#### Task data
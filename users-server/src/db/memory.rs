//! In-memory [`UserStore`] for router and schema tests

use std::sync::atomic::{AtomicBool, Ordering};
use std::sync::Mutex;

use async_trait::async_trait;

use super::{DbError, UserStore};
use crate::models::{NewUser, PageRequest, User};

#[derive(Default)]
pub struct MemoryStore {
    users: Mutex<Vec<User>>,
    fail: AtomicBool,
    fail_count: AtomicBool,
}

impl MemoryStore {
    pub fn with_users(users: Vec<User>) -> Self {
        Self {
            users: Mutex::new(users),
            fail: AtomicBool::new(false),
            fail_count: AtomicBool::new(false),
        }
    }

    /// Store whose every call errors like a dropped connection.
    pub fn failing() -> Self {
        let store = Self::default();
        store.fail.store(true, Ordering::SeqCst);
        store
    }

    /// Store whose reads succeed but whose `count` errors.
    pub fn failing_count(users: Vec<User>) -> Self {
        let store = Self::with_users(users);
        store.fail_count.store(true, Ordering::SeqCst);
        store
    }

    pub fn len(&self) -> usize {
        self.users.lock().unwrap().len()
    }

    fn check(&self) -> Result<(), DbError> {
        if self.fail.load(Ordering::SeqCst) {
            Err(DbError::Sqlx(sqlx::Error::PoolClosed))
        } else {
            Ok(())
        }
    }

    fn sorted(&self) -> Vec<User> {
        let mut users = self.users.lock().unwrap().clone();
        users.sort_by_key(|u| u.id);
        users
    }
}

#[async_trait]
impl UserStore for MemoryStore {
    async fn ping(&self) -> Result<(), DbError> {
        self.check()
    }

    async fn list_page(&self, page: PageRequest) -> Result<Vec<User>, DbError> {
        self.check()?;
        let offset = usize::try_from(page.offset()).unwrap_or(usize::MAX);
        let limit = usize::try_from(page.limit()).unwrap_or(usize::MAX);
        Ok(self.sorted().into_iter().skip(offset).take(limit).collect())
    }

    async fn count(&self) -> Result<i64, DbError> {
        self.check()?;
        if self.fail_count.load(Ordering::SeqCst) {
            return Err(DbError::Sqlx(sqlx::Error::RowNotFound));
        }
        Ok(i64::try_from(self.len()).unwrap_or(i64::MAX))
    }

    async fn list_all(&self) -> Result<Vec<User>, DbError> {
        self.check()?;
        Ok(self.sorted())
    }

    async fn get(&self, id: i32) -> Result<User, DbError> {
        self.check()?;
        self.sorted()
            .into_iter()
            .find(|u| u.id == id)
            .ok_or_else(|| DbError::NotFound {
                resource: "user",
                id: id.to_string(),
            })
    }

    async fn create(&self, new_user: &NewUser) -> Result<User, DbError> {
        self.check()?;
        let mut users = self.users.lock().unwrap();
        let id = users.iter().map(|u| u.id).max().unwrap_or(0) + 1;
        let user = User {
            id,
            name: new_user.name.clone(),
            email: new_user.email.clone(),
        };
        users.push(user.clone());
        Ok(user)
    }
}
########
**Brief**: Copy all the data. Match it exactly.

**Response for this exercise**:
filename users-server/src/db/memory.rs
//! In-memory [`UserStore`] for router and schema tests

use std::sync::atomic::{AtomicBool, Ordering};
use std::sync::Mutex;

use async_trait::async_trait;

use super::{DbError, UserStore};
use crate::models::{NewUser, PageRequest, User};

#[derive(Default)]
pub struct MemoryStore {
    users: Mutex<Vec<User>>,
    fail: AtomicBool,
    fail_count: AtomicBool,
}

impl MemoryStore {
    pub fn with_users(users: Vec<User>) -> Self {
        Self {
            users: Mutex::new(users),
            fail: AtomicBool::new(false),
            fail_count: AtomicBool::new(false),
        }
    }

    /// Store whose every call errors like a dropped connection.
    pub fn failing() -> Self {
        let store = Self::default();
        store.fail.store(true, Ordering::SeqCst);
        store
    }

    /// Store whose reads succeed but whose `count` errors.
    pub fn failing_count(users: Vec<User>) -> Self {
        let store = Self::with_users(users);
        store.fail_count.store(true, Ordering::SeqCst);
        store
    }

    pub fn len(&self) -> usize {
        self.users.lock().unwrap().len()
    }

    fn check(&self) -> Result<(), DbError> {
        if self.fail.load(Ordering::SeqCst) {
            Err(DbError::Sqlx(sqlx::Error::PoolClosed))
        } else {
            Ok(())
        }
    }

    fn sorted(&self) -> Vec<User> {
        let mut users = self.users.lock().unwrap().clone();
        users.sort_by_key(|u| u.id);
        users
    }
}

#[async_trait]
impl UserStore for MemoryStore {
    async fn ping(&self) -> Result<(), DbError> {
        self.check()
    }

    async fn list_page(&self, page: PageRequest) -> Result<Vec<User>, DbError> {
        self.check()?;
        let offset = usize::try_from(page.offset()).unwrap_or(usize::MAX);
        let limit = usize::try_from(page.limit()).unwrap_or(usize::MAX);
        Ok(self.sorted().into_iter().skip(offset).take(limit).collect())
    }

    async fn count(&self) -> Result<i64, DbError> {
        self.check()?;
        if self.fail_count.load(Ordering::SeqCst) {
            return Err(DbError::Sqlx(sqlx::Error::RowNotFound));
        }
        Ok(i64::try_from(self.len()).unwrap_or(i64::MAX))
    }

    async fn list_all(&self) -> Result<Vec<User>, DbError> {
        self.check()?;
        Ok(self.sorted())
    }

    async fn get(&self, id: i32) -> Result<User, DbError> {
        self.check()?;
        self.sorted()
            .into_iter()
            .find(|u| u.id == id)
            .ok_or_else(|| DbError::NotFound {
                resource: "user",
                id: id.to_string(),
            })
    }

    async fn create(&self, new_user: &NewUser) -> Result<User, DbError> {
        self.check()?;
        let mut users = self.users.lock().unwrap();
        let id = users.iter().map(|u| u.id).max().unwrap_or(0) + 1;
        let user = User {
            id,
            name: new_user.name.clone(),
            email: new_user.email.clone(),
        };
        users.push(user.clone());
        Ok(user)
    }
}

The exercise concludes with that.